What needs to be done:
Copy every line of the data in which the word "return" occurs.

◇ ◇ ◇

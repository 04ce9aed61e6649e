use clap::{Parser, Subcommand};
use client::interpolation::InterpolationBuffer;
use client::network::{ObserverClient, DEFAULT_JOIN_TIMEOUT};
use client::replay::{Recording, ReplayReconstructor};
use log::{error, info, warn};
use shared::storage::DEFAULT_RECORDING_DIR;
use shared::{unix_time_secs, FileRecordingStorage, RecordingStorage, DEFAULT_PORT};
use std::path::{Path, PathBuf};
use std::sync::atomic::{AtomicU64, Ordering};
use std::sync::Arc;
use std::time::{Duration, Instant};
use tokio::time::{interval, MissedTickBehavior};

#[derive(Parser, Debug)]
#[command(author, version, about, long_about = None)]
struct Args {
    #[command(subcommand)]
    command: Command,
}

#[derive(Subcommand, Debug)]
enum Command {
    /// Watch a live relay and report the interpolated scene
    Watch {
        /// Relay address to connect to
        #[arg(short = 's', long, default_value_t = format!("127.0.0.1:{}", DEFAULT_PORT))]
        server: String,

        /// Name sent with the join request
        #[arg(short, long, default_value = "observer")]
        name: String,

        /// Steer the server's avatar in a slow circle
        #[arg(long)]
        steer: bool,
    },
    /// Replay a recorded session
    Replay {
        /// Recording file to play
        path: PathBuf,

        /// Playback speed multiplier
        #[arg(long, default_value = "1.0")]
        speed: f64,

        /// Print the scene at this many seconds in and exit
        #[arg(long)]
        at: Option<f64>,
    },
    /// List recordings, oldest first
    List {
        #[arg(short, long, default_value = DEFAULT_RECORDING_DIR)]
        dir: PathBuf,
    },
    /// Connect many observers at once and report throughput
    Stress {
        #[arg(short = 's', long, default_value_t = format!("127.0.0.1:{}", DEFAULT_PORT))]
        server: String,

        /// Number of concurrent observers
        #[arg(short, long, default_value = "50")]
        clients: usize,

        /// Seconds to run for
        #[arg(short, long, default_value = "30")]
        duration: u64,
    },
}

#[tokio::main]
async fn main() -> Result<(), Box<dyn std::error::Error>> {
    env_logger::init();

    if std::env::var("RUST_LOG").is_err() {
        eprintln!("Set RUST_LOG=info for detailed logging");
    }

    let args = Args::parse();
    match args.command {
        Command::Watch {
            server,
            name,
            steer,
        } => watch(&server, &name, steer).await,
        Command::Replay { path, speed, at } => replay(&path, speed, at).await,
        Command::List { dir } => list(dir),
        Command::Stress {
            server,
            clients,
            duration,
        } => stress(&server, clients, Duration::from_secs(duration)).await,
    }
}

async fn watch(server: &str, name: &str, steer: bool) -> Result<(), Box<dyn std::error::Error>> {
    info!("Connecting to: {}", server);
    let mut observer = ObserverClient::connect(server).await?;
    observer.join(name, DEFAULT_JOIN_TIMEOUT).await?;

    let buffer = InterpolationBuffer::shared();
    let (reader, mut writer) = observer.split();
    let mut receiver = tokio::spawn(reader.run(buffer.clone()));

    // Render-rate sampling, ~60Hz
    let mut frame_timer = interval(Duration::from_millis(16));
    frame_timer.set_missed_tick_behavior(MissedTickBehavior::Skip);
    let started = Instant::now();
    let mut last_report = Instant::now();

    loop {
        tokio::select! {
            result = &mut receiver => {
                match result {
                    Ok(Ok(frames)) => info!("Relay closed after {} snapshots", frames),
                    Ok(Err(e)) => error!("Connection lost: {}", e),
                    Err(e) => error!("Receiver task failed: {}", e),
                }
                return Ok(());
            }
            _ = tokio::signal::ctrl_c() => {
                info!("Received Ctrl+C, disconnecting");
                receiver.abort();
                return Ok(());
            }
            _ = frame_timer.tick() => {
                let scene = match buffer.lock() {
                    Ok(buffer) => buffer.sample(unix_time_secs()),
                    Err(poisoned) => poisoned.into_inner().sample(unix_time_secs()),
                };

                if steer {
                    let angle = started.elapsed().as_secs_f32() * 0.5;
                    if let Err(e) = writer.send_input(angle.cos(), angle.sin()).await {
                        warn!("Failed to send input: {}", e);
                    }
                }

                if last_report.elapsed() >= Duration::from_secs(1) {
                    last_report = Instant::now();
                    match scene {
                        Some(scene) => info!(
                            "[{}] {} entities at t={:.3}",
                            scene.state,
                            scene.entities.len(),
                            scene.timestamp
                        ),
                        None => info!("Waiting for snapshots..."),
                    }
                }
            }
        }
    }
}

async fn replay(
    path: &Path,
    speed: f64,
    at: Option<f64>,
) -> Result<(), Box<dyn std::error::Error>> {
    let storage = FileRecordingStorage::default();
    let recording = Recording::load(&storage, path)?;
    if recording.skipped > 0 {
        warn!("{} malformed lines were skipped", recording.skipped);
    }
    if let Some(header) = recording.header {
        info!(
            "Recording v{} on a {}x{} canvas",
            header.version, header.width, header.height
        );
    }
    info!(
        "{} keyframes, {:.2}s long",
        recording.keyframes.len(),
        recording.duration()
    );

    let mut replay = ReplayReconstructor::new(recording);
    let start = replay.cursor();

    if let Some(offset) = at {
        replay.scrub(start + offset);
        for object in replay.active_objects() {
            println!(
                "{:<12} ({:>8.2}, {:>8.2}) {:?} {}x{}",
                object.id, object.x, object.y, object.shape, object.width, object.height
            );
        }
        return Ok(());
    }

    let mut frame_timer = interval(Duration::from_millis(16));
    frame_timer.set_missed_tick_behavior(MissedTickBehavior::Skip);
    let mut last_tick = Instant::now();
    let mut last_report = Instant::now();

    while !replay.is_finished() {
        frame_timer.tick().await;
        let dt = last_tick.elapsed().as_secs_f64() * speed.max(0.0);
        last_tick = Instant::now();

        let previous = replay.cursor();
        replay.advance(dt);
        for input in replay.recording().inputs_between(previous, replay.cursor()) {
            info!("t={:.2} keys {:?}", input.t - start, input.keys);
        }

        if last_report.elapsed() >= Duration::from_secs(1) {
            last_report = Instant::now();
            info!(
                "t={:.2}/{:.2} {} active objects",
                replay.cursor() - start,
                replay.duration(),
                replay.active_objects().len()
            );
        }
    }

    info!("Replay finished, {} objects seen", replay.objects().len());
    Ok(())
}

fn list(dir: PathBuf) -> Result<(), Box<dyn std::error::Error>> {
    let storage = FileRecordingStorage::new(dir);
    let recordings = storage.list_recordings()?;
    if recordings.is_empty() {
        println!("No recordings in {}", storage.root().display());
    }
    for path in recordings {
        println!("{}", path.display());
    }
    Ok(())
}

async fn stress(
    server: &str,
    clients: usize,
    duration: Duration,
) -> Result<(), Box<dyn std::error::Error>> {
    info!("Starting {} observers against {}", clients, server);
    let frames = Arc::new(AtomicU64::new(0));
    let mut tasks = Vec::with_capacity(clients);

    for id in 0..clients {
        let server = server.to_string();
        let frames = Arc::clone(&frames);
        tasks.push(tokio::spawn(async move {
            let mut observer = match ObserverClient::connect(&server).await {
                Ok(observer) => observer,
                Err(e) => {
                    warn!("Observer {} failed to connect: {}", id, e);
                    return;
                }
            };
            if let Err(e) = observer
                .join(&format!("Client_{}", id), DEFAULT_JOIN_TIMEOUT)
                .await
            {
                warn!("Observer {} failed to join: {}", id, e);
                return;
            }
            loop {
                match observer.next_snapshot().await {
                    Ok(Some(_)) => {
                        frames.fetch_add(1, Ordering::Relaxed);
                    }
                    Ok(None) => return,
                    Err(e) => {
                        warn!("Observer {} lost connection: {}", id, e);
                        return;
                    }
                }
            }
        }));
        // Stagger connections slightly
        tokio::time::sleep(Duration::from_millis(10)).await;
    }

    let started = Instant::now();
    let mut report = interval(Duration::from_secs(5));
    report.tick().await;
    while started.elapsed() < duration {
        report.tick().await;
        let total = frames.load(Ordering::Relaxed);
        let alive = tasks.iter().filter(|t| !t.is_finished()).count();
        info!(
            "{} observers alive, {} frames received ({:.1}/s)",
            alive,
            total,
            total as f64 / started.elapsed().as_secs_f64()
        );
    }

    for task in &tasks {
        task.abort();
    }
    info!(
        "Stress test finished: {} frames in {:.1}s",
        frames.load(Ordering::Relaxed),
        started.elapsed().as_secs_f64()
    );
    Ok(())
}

◇ ◇ ◇

Response area:
                return Ok(());
                return Ok(());
        return Ok(());
                    return;
                return;
                    Ok(None) => return,
                        return;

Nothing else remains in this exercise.